Relying heavily on Mr. Lycos’s astonishing acrobatic ability, the men use only a ladder and two sawhorses to create a bar, a prisoner’s dock, and a nightmare. When one of the children begins having dreams about his guilt, Mr. Lycos climbs up the ladder, wavering over the audience’s heads. It’s a sweaty-palm moment, when the dare-devilry of the actors seems just as frightening as the irresponsible boys they portray.

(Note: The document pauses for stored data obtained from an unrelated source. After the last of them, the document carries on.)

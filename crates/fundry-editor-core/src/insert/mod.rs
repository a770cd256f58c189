//! Dialog-driven insertion: links, buttons, tables, and videos.
//!
//! Link and Button preserve the cursor across the dialog via the saved
//! range; Table and Video always append to the end of the content. The
//! saved range is a one-shot snapshot: consumed when insertion uses it,
//! so a reused dialog cannot insert at a stale location.

mod button;
mod link;
mod table;
mod video;

pub use button::ButtonSpec;
pub use link::{LinkPrefill, LinkSpec};
pub use video::video_embed_src;

use crate::dom::NodeId;
use crate::editor::Editor;
use crate::selection::{Position, caret_after, delete_contents, insert_node_at};

impl<C> Editor<C> {
    /// Snapshot the live selection before a dialog steals focus.
    pub fn save_selection(&mut self) {
        self.saved_range = self.live_selection;
    }

    /// Where dialog-confirmed content goes. Tried in order:
    /// live non-collapsed selection, saved non-collapsed range, saved
    /// collapsed range, live caret, end of content. Non-collapsed ranges
    /// have their contents deleted first; the saved range is consumed.
    pub(crate) fn resolve_insertion_point(&mut self) -> Position {
        if let Some(range) = self.live_selection.filter(|r| !r.is_collapsed()) {
            return delete_contents(&mut self.surface, &range);
        }
        if let Some(saved) = self.saved_range.take() {
            if !saved.is_collapsed() {
                return delete_contents(&mut self.surface, &saved);
            }
            return saved.collapsed().anchor;
        }
        if let Some(range) = self.live_selection {
            return range.collapsed().anchor;
        }
        let root = self.surface.root();
        Position::new(root, self.surface.children(root).len())
    }

    /// Insert at the resolved point and park the cursor right after the
    /// new element.
    pub(crate) fn insert_at_resolved_point(&mut self, node: NodeId) {
        let at = self.resolve_insertion_point();
        insert_node_at(&mut self.surface, at, node);
        if let Some(caret) = caret_after(&self.surface, node) {
            self.select_caret(caret);
        }
    }

    /// Append a node after everything else, cursor after it.
    pub(crate) fn append_to_surface(&mut self, node: NodeId) {
        let root = self.surface.root();
        self.surface.append_child(root, node);
        if let Some(caret) = caret_after(&self.surface, node) {
            self.select_caret(caret);
        }
    }
}

#[cfg(test)]
mod tests {
    use fundry_editor_html::HtmlPipeline;

    use super::*;
    use crate::selection::DomRange;

    fn make_editor(html: &str) -> Editor<HtmlPipeline> {
        let mut editor = Editor::new(HtmlPipeline);
        editor.surface.set_html(html);
        editor
    }

    #[test]
    fn test_live_selection_wins() {
        let mut editor = make_editor("<p>abcdef</p>");
        let text = editor.surface.children(editor.surface.find_by_tag("p")[0])[0];
        editor.set_selection(DomRange::new(
            Position::new(text, 1),
            Position::new(text, 3),
        ));
        let at = editor.resolve_insertion_point();
        assert_eq!(editor.surface.text(text), Some("a"));
        assert_eq!(at, Position::new(text, 1));
    }

    #[test]
    fn test_saved_range_is_one_shot() {
        let mut editor = make_editor("<p>hello</p>");
        let text = editor.surface.children(editor.surface.find_by_tag("p")[0])[0];
        editor.select_caret(Position::new(text, 2));
        editor.save_selection();
        editor.clear_selection();

        let at = editor.resolve_insertion_point();
        assert_eq!(at, Position::new(text, 2));

        // Consumed: the next resolution falls through to append.
        let root = editor.surface.root();
        let at = editor.resolve_insertion_point();
        assert_eq!(at.node, root);
    }

    #[test]
    fn test_fallback_appends_to_end() {
        let mut editor = make_editor("<p>a</p><p>b</p>");
        let at = editor.resolve_insertion_point();
        assert_eq!(at, Position::new(editor.surface.root(), 2));
    }
}
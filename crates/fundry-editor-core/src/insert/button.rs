//! Button insertion: an anchor styled as a call-to-action button.

use web_time::Instant;

use fundry_editor_html::{Formatter, Sanitizer};

use crate::editor::Editor;
use crate::insert::link::LinkPrefill;
use crate::types::Mode;

/// Confirmed button dialog values.
#[derive(Clone, Debug, Default, PartialEq, Eq)]
pub struct ButtonSpec {
    pub text: String,
    pub url: String,
}

impl<C> Editor<C> {
    /// The button dialog is opening. Same capture shape as the link dialog;
    /// editing an existing button pre-fills from its anchor.
    pub fn open_button_dialog(&mut self) -> LinkPrefill {
        self.open_link_dialog()
    }
}

impl<C: Sanitizer + Formatter> Editor<C> {
    /// Insert a button at the resolved point. In source mode the button is
    /// appended as a raw HTML literal, unlike the link's markdown form.
    pub fn insert_button(&mut self, spec: &ButtonSpec, now: Instant) {
        if !self.config.active {
            return;
        }
        match self.mode {
            Mode::Structured => {
                let anchor = self.surface.create_element("a");
                self.surface.set_attr(anchor, "href", &spec.url);
                self.surface.set_attr(anchor, "class", "rte-button");
                let text = self.surface.create_text(&spec.text);
                self.surface.append_child(anchor, text);
                self.insert_at_resolved_point(anchor);
            }
            Mode::Source => {
                self.source.push(&format!(
                    "<a href=\"{}\" class=\"rte-button\">{}</a>",
                    spec.url, spec.text
                ));
            }
        }
        self.focus();
        self.handle_input(now);
    }
}

#[cfg(test)]
mod tests {
    use fundry_editor_html::HtmlPipeline;

    use super::*;
    use crate::selection::Position;

    fn make_editor(html: &str) -> Editor<HtmlPipeline> {
        let mut editor = Editor::new(HtmlPipeline);
        editor.surface.set_html(html);
        editor
    }

    #[test]
    fn test_button_inserted_at_saved_caret() {
        let mut editor = make_editor("<p>donate below</p>");
        let text = editor.surface.children(editor.surface.find_by_tag("p")[0])[0];
        editor.select_caret(Position::new(text, 6));
        editor.open_button_dialog();
        editor.clear_selection();

        editor.insert_button(
            &ButtonSpec {
                text: "Give now".into(),
                url: "/donate".into(),
            },
            Instant::now(),
        );
        assert_eq!(
            editor.surface().to_html(),
            "<p>donate<a href=\"/donate\" class=\"rte-button\">Give now</a> below</p>"
        );
    }

    #[test]
    fn test_source_mode_appends_html_literal() {
        let mut editor = make_editor("");
        editor.toggle_mode(Instant::now());
        editor.insert_button(
            &ButtonSpec {
                text: "Give".into(),
                url: "/donate".into(),
            },
            Instant::now(),
        );
        assert_eq!(
            editor.current_content(),
            "<a href=\"/donate\" class=\"rte-button\">Give</a>"
        );
    }
}
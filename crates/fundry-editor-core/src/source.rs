//! Source-mode text buffer.
//!
//! When the editor shows raw markup, edits land here instead of the surface
//! tree. Ropey keeps char-indexed editing cheap; offsets are in Unicode
//! scalar values, not bytes.

use std::ops::Range;

use smol_str::{SmolStr, ToSmolStr};

/// Ropey-backed buffer holding the literal markup text.
#[derive(Clone, Default)]
pub struct SourceBuffer {
    rope: ropey::Rope,
}

impl SourceBuffer {
    pub fn new() -> Self {
        Self::default()
    }

    pub fn from_str(s: &str) -> Self {
        Self {
            rope: ropey::Rope::from_str(s),
        }
    }

    pub fn len_chars(&self) -> usize {
        self.rope.len_chars()
    }

    pub fn is_empty(&self) -> bool {
        self.rope.len_chars() == 0
    }

    pub fn insert(&mut self, char_offset: usize, text: &str) {
        let offset = char_offset.min(self.rope.len_chars());
        self.rope.insert(offset, text);
    }

    pub fn push(&mut self, text: &str) {
        let end = self.rope.len_chars();
        self.rope.insert(end, text);
    }

    pub fn delete(&mut self, char_range: Range<usize>) {
        if char_range.end <= self.rope.len_chars() {
            self.rope.remove(char_range);
        }
    }

    pub fn replace(&mut self, char_range: Range<usize>, text: &str) {
        self.delete(char_range.clone());
        self.insert(char_range.start, text);
    }

    pub fn slice(&self, char_range: Range<usize>) -> Option<SmolStr> {
        if char_range.end > self.rope.len_chars() {
            return None;
        }
        Some(self.rope.slice(char_range).to_smolstr())
    }

    pub fn char_at(&self, char_offset: usize) -> Option<char> {
        if char_offset >= self.rope.len_chars() {
            return None;
        }
        Some(self.rope.char(char_offset))
    }

    /// Replace the entire content.
    pub fn set_text(&mut self, text: &str) {
        self.rope = ropey::Rope::from_str(text);
    }
}

impl std::fmt::Display for SourceBuffer {
    fn fmt(&self, f: &mut std::fmt::Formatter<'_>) -> std::fmt::Result {
        write!(f, "{}", self.rope)
    }
}

#[cfg(test)]
mod tests {
    use super::*;

    #[test]
    fn test_basic_operations() {
        let mut buf = SourceBuffer::from_str("hello world");
        assert_eq!(buf.len_chars(), 11);

        buf.insert(5, " beautiful");
        assert_eq!(buf.to_string(), "hello beautiful world");

        buf.delete(5..15);
        assert_eq!(buf.to_string(), "hello world");

        buf.replace(6..11, "rust");
        assert_eq!(buf.to_string(), "hello rust");
    }

    #[test]
    fn test_push_appends() {
        let mut buf = SourceBuffer::from_str("<p>x</p>");
        buf.push("[text](url)");
        assert_eq!(buf.to_string(), "<p>x</p>[text](url)");
    }

    #[test]
    fn test_char_offsets_not_bytes() {
        let buf = SourceBuffer::from_str("héllo");
        assert_eq!(buf.len_chars(), 5);
        assert_eq!(buf.char_at(1), Some('é'));
        assert_eq!(buf.slice(0..2).as_deref(), Some("hé"));
        assert_eq!(buf.slice(0..100), None);
    }
}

Fussy as they may be, children are the best audience for this show. The production does play broadly and skips the very legal arguments that adults might find most engaging. And in the spirited talkback discussion afterwards, it was the under-18s – and not their grandstanding parents – who asked most of the intelligent questions. By speaking candidly and unpretentiously to their listeners, Mr. Nantsou and Mr. Lycos elicit the same clear-eyed thinking in response. The raised hands and interested debate are their kudos, and the conversation continuing outside the theater? Their rave review.
***
Meanwhile, if you’ve only got an hour for your evening’s entertainment, and everything “tasteful” has begun to seem a bit bland, dash over to the Kraine Theater for “Goner,” Brian Parks’s sick little screwball comedy. Mr. Parks has packed a hundred pages of wacky, off-color jokes into breathless 60 minutes. It’s a good strategy – most of the lines are quotably funny, but those that aren’t pass faster than a plate of tikka masala.
This is disposable comedy, brilliant in the moment and too effervescent to take up mental space – the same sort of antidote to the workday as a beer chaser. Dr. Warren Wyandotte (David Calvitto) manages to be the least competent doctor at a hospital of complete idiots – at least some of his colleagues know chlamydia isn’t a character from Sophocles. Even so, none of them are much help when the wounded President shows up on their operating table. Dr. Southgate (a snappy Matt Oberg) only cares about developing Chemotherapy Barbie – a doll who whimpers when you pull her string, “I’m too young to die” – and Dr. Hoyt Schermerhorn (Jody Lambert) only has eyes for Wixim, Dr. Wyandotte’s daughter.
With the leader of the free world having brain surgery, the nervous FBI investigates everyone in the hospital. Wixim (Jona Tuck) hates her lab job assessing stool samples (“it’s like being a chef in reverse”) and has started making a documentary about her recent discovery: black people. This makes her appear dangerously left-leaning (“they came over in boats… like Toyotas!”), along with nearly everyone else. Apparently, just cooking with spices is enough to get you on a government watch list.
Mr. Parks believes in the “joke-persecond” theory, so cheap puns wrestle with savvier one-liners in every beat. Director John Clancy, one of the founders of the Fringe Festival, clearly realizes that sets and props would only clutter his stage; this is “poor theater” at its scrappiest. In fact, “Goner” seems very much the show that the Fringe Festival was founded for: satirical, bare-bones, and delighted with itself.
The show has made the festival rounds, so the cast has had plenty of time to ratchet up their delivery speed. The resulting pell-mell lets them get away with hilariously offensive comments; no line hangs long enough in the air to permit a gasp. And anyway, gasping might prevent us from hearing the next gag – and that’s the only sin these miscreants believe in.
“The Stones” until January 22 (229 W. 42nd Street, between Seventh and Eighth Avenues, 212-239-6200).
“Goner” until January 28 (85 E. 4th Street, between Second and Third Avenues, 212-868-4444).